Fiona Apple Talks Secret Marriage, Antipsychotics, Louis CK In New Interview
Fiona Apple’s new album Fetch The Bolt Cutters is out today, and everyone is freaking out about how good it is. In addition to the torrent of reviews to complement your listening experience, Vulture has published a new interview with Apple, her second lengthy chat about the new LP following that massive New Yorker profile from a few weeks back. Speaking with Rachel Handler, the writer who has been the main source of Apple updates in the past year, she gets into all sorts of stories about Fetch The Bolt Cutters and her life in general, including comments about her disgraced ex Louis CK, her belief that she was wrongly prescribed antipsychotics for her depression, and a brief marriage to French fashion photographer Lionel Deluy years ago that I don’t believe she’s spoken about before.
Here’s the exchange about the secret marriage:
It’s pretty cool you’ve stayed friends with some of these exes. How do you manage that?
I am. I just heard from Jamie today, and I heard from Jonathan two days ago. My ex-husband, Lionel Deluy, is a very good friend of mine too. He’s lovely. I was married very briefly to Lionel.I don’t think I knew that. How old were you?
Twenty-something. I don’t know. It was very brief.
Apple also discussed her withdrawal from drugs she’d been prescribed to deal with depression, and how getting sober has also helped:
It’s not a constant feeling, and it’s gotten a lot better, again, since I quit drinking — so much better, so much less anxiety. I was really overmedicated. That New Yorker piece is so funny to me — the period of time we were talking was such a horrible group of months, because of all of the withdrawal I ended up being in from getting off of some medications. I was like, “I need to do this now, before I have to go into rehearsals and go on the road, and do all this stuff,” thinking that the world was going to be normal. I was like, “I need to be on the right medications, and in order to do that, I need to get off the wrong ones.”
I had been put on an antipsychotic. Nobody who is not psychotic should be put on an antipsychotic. I’m not psychotic and I don’t have schizophrenia and I’m not bipolar; I’ve only been diagnosed with OCD and complex developmental PTSD. But I was put on one when I was in this mental stateApple told the New Yorker she began experiencing serious mood swings in December 2019, and had been prescribed an antipsychotic for her night terrors; the dosage was “way too high,” she said. where I didn’t even realize what was happening. When you try to come off an antipsychotic, the withdrawal is much different than other medications. I was getting tics, and it was the worst. I woke up one day and I couldn’t see — it was double vision from morning until night, and we found out that was a side effect from withdrawal. This is dangerous stuff.

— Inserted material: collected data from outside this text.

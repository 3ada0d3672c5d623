//! Integration tests for the cadenza HTTP API.
//!
//! Each test builds the router over a fresh in-memory catalog and drives it
//! with `oneshot` requests.

use axum::body::Body;
use axum::http::{header, Request, StatusCode};
use axum::Router;
use serde_json::{json, Value};
use tower::util::ServiceExt; // for `oneshot` method

use cadenza_core::schema::Database;
use cadenza_core::Catalog;
use cadenza_server::{build_router, AppState};

/// Test helper: router over an empty in-memory catalog
fn setup_app() -> Router {
    let db = Database::open_in_memory().expect("Should open in-memory database");
    build_router(AppState::new(Catalog::new(db)))
}

fn empty_request(method: &str, uri: &str) -> Request<Body> {
    Request::builder()
        .method(method)
        .uri(uri)
        .body(Body::empty())
        .unwrap()
}

fn json_request(method: &str, uri: &str, body: &Value) -> Request<Body> {
    Request::builder()
        .method(method)
        .uri(uri)
        .header(header::CONTENT_TYPE, "application/json")
        .body(Body::from(body.to_string()))
        .unwrap()
}

/// Send a request and return the status and parsed JSON body (Null when empty).
async fn send(app: &Router, request: Request<Body>) -> (StatusCode, Value) {
    let response = app.clone().oneshot(request).await.unwrap();
    let status = response.status();
    let bytes = axum::body::to_bytes(response.into_body(), usize::MAX)
        .await
        .expect("Should read body");
    let body = if bytes.is_empty() {
        Value::Null
    } else {
        serde_json::from_slice(&bytes).unwrap_or(Value::Null)
    };
    (status, body)
}

fn brahms_first() -> Value {
    json!({
        "name": "Symphony No. 1",
        "keySignature": "CMinor",
        "numberOfMovements": 4,
        "format": "Symphony",
        "composerName": "Brahms"
    })
}

#[tokio::test]
async fn test_health_endpoint() {
    let app = setup_app();
    let (status, body) = send(&app, empty_request("GET", "/health")).await;

    assert_eq!(status, StatusCode::OK);
    assert_eq!(body["status"], "ok");
    assert_eq!(body["service"], "cadenza");
}

#[tokio::test]
async fn test_create_then_duplicate_conflicts() {
    let app = setup_app();

    let (status, created) =
        send(&app, json_request("POST", "/api/composition", &brahms_first())).await;
    assert_eq!(status, StatusCode::CREATED);
    assert_eq!(created["composerName"], "Brahms");
    assert_eq!(created["keySignatureDisplayName"], "C Minor");
    assert!(created["composerId"].is_string());

    let (status, body) =
        send(&app, json_request("POST", "/api/composition", &brahms_first())).await;
    assert_eq!(status, StatusCode::CONFLICT);
    assert!(body["error"].as_str().unwrap().contains("already exists"));

    let (_, all) = send(&app, empty_request("GET", "/api/composition")).await;
    assert_eq!(all.as_array().unwrap().len(), 1);
}

#[tokio::test]
async fn test_create_without_composer_is_bad_request() {
    let app = setup_app();
    let mut body = brahms_first();
    body["composerName"] = Value::Null;

    let (status, _) = send(&app, json_request("POST", "/api/composition", &body)).await;
    assert_eq!(status, StatusCode::BAD_REQUEST);
}

#[tokio::test]
async fn test_create_with_display_name() {
    let app = setup_app();
    let body = json!({
        "name": "Symphony No. 40",
        "keySignatureDisplayName": "g minor",
        "numberOfMovements": 4,
        "format": "Symphony",
        "composerName": "Mozart"
    });

    let (status, created) = send(&app, json_request("POST", "/api/composition", &body)).await;
    assert_eq!(status, StatusCode::CREATED);
    assert_eq!(created["keySignature"], "GMinor");
}

#[tokio::test]
async fn test_patch_null_movements_keeps_count() {
    let app = setup_app();
    let (_, created) = send(&app, json_request("POST", "/api/composition", &brahms_first())).await;
    let uri = format!("/api/composition/{}", created["id"].as_str().unwrap());

    let (status, updated) = send(
        &app,
        json_request("PATCH", &uri, &json!({ "numberOfMovements": null })),
    )
    .await;
    assert_eq!(status, StatusCode::OK);
    assert_eq!(updated, created);

    let (status, updated) = send(
        &app,
        json_request("PATCH", &uri, &json!({ "format": "Suite", "numberOfMovements": 0 })),
    )
    .await;
    assert_eq!(status, StatusCode::OK);
    assert_eq!(updated["format"], "Suite");
    assert_eq!(updated["numberOfMovements"], 4);
}

#[tokio::test]
async fn test_patch_unknown_composition_is_not_found() {
    let app = setup_app();
    let uri = format!("/api/composition/{}", uuid::Uuid::new_v4());

    let (status, _) = send(&app, json_request("PATCH", &uri, &json!({ "name": "x" }))).await;
    assert_eq!(status, StatusCode::NOT_FOUND);
}

#[tokio::test]
async fn test_filter_by_display_name() {
    let app = setup_app();
    send(&app, json_request("POST", "/api/composition", &brahms_first())).await;
    let mozart = json!({
        "name": "Symphony No. 40",
        "keySignature": "GMinor",
        "numberOfMovements": 4,
        "format": "Symphony",
        "composerName": "Mozart"
    });
    send(&app, json_request("POST", "/api/composition", &mozart)).await;

    let (status, found) = send(
        &app,
        empty_request("GET", "/api/composition?keySignatureDisplayName=G%20Minor"),
    )
    .await;
    assert_eq!(status, StatusCode::OK);
    assert_eq!(found.as_array().unwrap().len(), 1);
    assert_eq!(found[0]["composerName"], "Mozart");

    let (status, found) = send(
        &app,
        empty_request("GET", "/api/composition?composerName=brah&format=Symphony"),
    )
    .await;
    assert_eq!(status, StatusCode::OK);
    assert_eq!(found.as_array().unwrap().len(), 1);

    let (status, body) = send(
        &app,
        empty_request("GET", "/api/composition?keySignatureDisplayName=Z%20Minor"),
    )
    .await;
    assert_eq!(status, StatusCode::BAD_REQUEST);
    assert!(body["error"].is_string());
}

#[tokio::test]
async fn test_delete_composition() {
    let app = setup_app();
    let (_, created) = send(&app, json_request("POST", "/api/composition", &brahms_first())).await;
    let uri = format!("/api/composition/{}", created["id"].as_str().unwrap());

    let (status, _) = send(&app, empty_request("DELETE", &uri)).await;
    assert_eq!(status, StatusCode::NO_CONTENT);

    let (status, _) = send(&app, empty_request("DELETE", &uri)).await;
    assert_eq!(status, StatusCode::NOT_FOUND);

    let (status, composers) = send(&app, empty_request("GET", "/api/composer")).await;
    assert_eq!(status, StatusCode::OK);
    assert_eq!(composers.as_array().unwrap().len(), 1);
}

#[tokio::test]
async fn test_delete_composer_cascades() {
    let app = setup_app();
    let (_, first) = send(&app, json_request("POST", "/api/composition", &brahms_first())).await;
    let mut second = brahms_first();
    second["name"] = json!("Symphony No. 4");
    second["keySignature"] = json!("EMinor");
    let (_, second) = send(&app, json_request("POST", "/api/composition", &second)).await;

    let composer_uri = format!("/api/composer/{}", first["composerId"].as_str().unwrap());
    let (status, _) = send(&app, empty_request("DELETE", &composer_uri)).await;
    assert_eq!(status, StatusCode::NO_CONTENT);

    for created in [first, second] {
        let uri = format!("/api/composition/{}", created["id"].as_str().unwrap());
        let (status, _) = send(&app, empty_request("GET", &uri)).await;
        assert_eq!(status, StatusCode::NOT_FOUND);
    }
}

#[tokio::test]
async fn test_enum_codes_accepted_as_integers() {
    let app = setup_app();
    let mut by_code = brahms_first();
    by_code["keySignature"] = json!(21);
    by_code["format"] = json!(1);

    let (status, created) = send(&app, json_request("POST", "/api/composition", &by_code)).await;
    assert_eq!(status, StatusCode::CREATED);
    assert_eq!(created["keySignature"], "CMinor");
    assert_eq!(created["format"], "Symphony");

    let (status, found) =
        send(&app, empty_request("GET", "/api/composition?keySignature=21&format=1")).await;
    assert_eq!(status, StatusCode::OK);
    assert_eq!(found.as_array().unwrap().len(), 1);
    assert_eq!(found[0]["id"], created["id"]);

    let (status, found) =
        send(&app, empty_request("GET", "/api/composition?keySignature=cminor")).await;
    assert_eq!(status, StatusCode::OK);
    assert_eq!(found.as_array().unwrap().len(), 1);

    let (status, found) = send(&app, empty_request("GET", "/api/composition?format=2")).await;
    assert_eq!(status, StatusCode::OK);
    assert!(found.as_array().unwrap().is_empty());
}

#[tokio::test]
async fn test_undecodable_requests_return_json_errors() {
    let app = setup_app();

    let (status, body) = send(&app, empty_request("GET", "/api/composition/not-a-uuid")).await;
    assert_eq!(status, StatusCode::BAD_REQUEST);
    assert!(body["error"].is_string());

    let (status, body) = send(&app, empty_request("DELETE", "/api/composer/not-a-uuid")).await;
    assert_eq!(status, StatusCode::BAD_REQUEST);
    assert!(body["error"].is_string());

    let (status, body) =
        send(&app, empty_request("GET", "/api/composition?keySignature=29")).await;
    assert_eq!(status, StatusCode::BAD_REQUEST);
    assert!(body["error"].as_str().unwrap().contains("unknown key signature"));

    let malformed = Request::builder()
        .method("POST")
        .uri("/api/composition")
        .header(header::CONTENT_TYPE, "application/json")
        .body(Body::from("{\"name\": "))
        .unwrap();
    let (status, body) = send(&app, malformed).await;
    assert_eq!(status, StatusCode::BAD_REQUEST);
    assert!(body["error"].is_string());

    let mut unknown_format = brahms_first();
    unknown_format["format"] = json!(11);
    let (status, body) =
        send(&app, json_request("POST", "/api/composition", &unknown_format)).await;
    assert_eq!(status, StatusCode::BAD_REQUEST);
    assert!(body["error"].is_string());
}
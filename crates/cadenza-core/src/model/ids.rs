use serde::{Deserialize, Serialize};
use std::fmt;
use std::str::FromStr;
use uuid::Uuid;

macro_rules! define_id {
    ($name:ident, $doc:expr) => {
        #[doc = $doc]
        #[derive(Debug, Clone, Copy, PartialEq, Eq, Hash, Serialize, Deserialize)]
        #[serde(transparent)]
        pub struct $name(Uuid);

        impl $name {
            #[must_use]
            pub fn new() -> Self {
                Self(Uuid::new_v4())
            }

            #[must_use]
            pub const fn from_uuid(uuid: Uuid) -> Self {
                Self(uuid)
            }

            #[must_use]
            pub const fn as_uuid(&self) -> &Uuid {
                &self.0
            }
        }

        impl Default for $name {
            fn default() -> Self {
                Self::new()
            }
        }

        impl fmt::Display for $name {
            fn fmt(&self, f: &mut fmt::Formatter<'_>) -> fmt::Result {
                write!(f, "{}", self.0)
            }
        }

        impl FromStr for $name {
            type Err = uuid::Error;

            fn from_str(s: &str) -> Result<Self, Self::Err> {
                Uuid::parse_str(s).map(Self)
            }
        }

        impl AsRef<Uuid> for $name {
            fn as_ref(&self) -> &Uuid {
                &self.0
            }
        }
    };
}

define_id!(ComposerId, "Unique identifier for a composer.");
define_id!(
    CompositionId,
    "Unique identifier for a musical composition."
);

Here’s some of what she had to say about her ex-boyfriend Louis CK’s apparent lack of repentance after forcing numerous women to watch him masturbate:
I know he’s got such a great brain and he understands why he did that shit. I feel robbed that he’s not giving us what he thinks about that. And the fact that he’s complaining about the money he lost, and that tired joke of, “Hey, how’s everybody’s 2020? Did everybody have a great year?” That was a bad joke when it was done the first time, but it’s not even a joke. The one thing I will say about that situation is that the women he harassed continue to be harassed by his little bros. By the little Louis bros. Fuck you, Louis bros. And fuck him for not even just acknowledging that. And for the record, he didn’t apologize.
I was moved by this bit about the power and autonomy of recording at home, on her own timetable:
I moved into this house in 2000, and I’ve always felt like [it] doesn’t want me to go anywhere. So I’m like, “All right, I’m going to give you what you want, house. I know you deserve to be the record. I’m going to make you the record.” This is where I feel comfortable. My boyfriend at the time, Jamie, really pushed for me to get it set up here so I could record by myself. Once he pushed for that to happen and Amy taught me how to do GarageBand, it was like the universe opened up.
Making my first album, [I would go to the studio] from 1 p.m. to 9 p.m. every day. While everybody else put together the arrangements, [I was] just sitting there being like, “When do I sing? When do I sing?” The difference between [then and now], me being like, “Oh, I think I’d like to play that thing on this. Okay, I can go do that right now.” It makes me feel like I wasn’t ever given a chance to be a musician before. Because you’d have to do everything in the studio, and I’m not good at doing things in front of people under pressure.
There’s much more where that came from, as well as a whole separate feature in which Apple tells the story behind every song on the new album. So, yeah, lots of reading to do while wrapping your head around Fetch The Bolt Cutters today.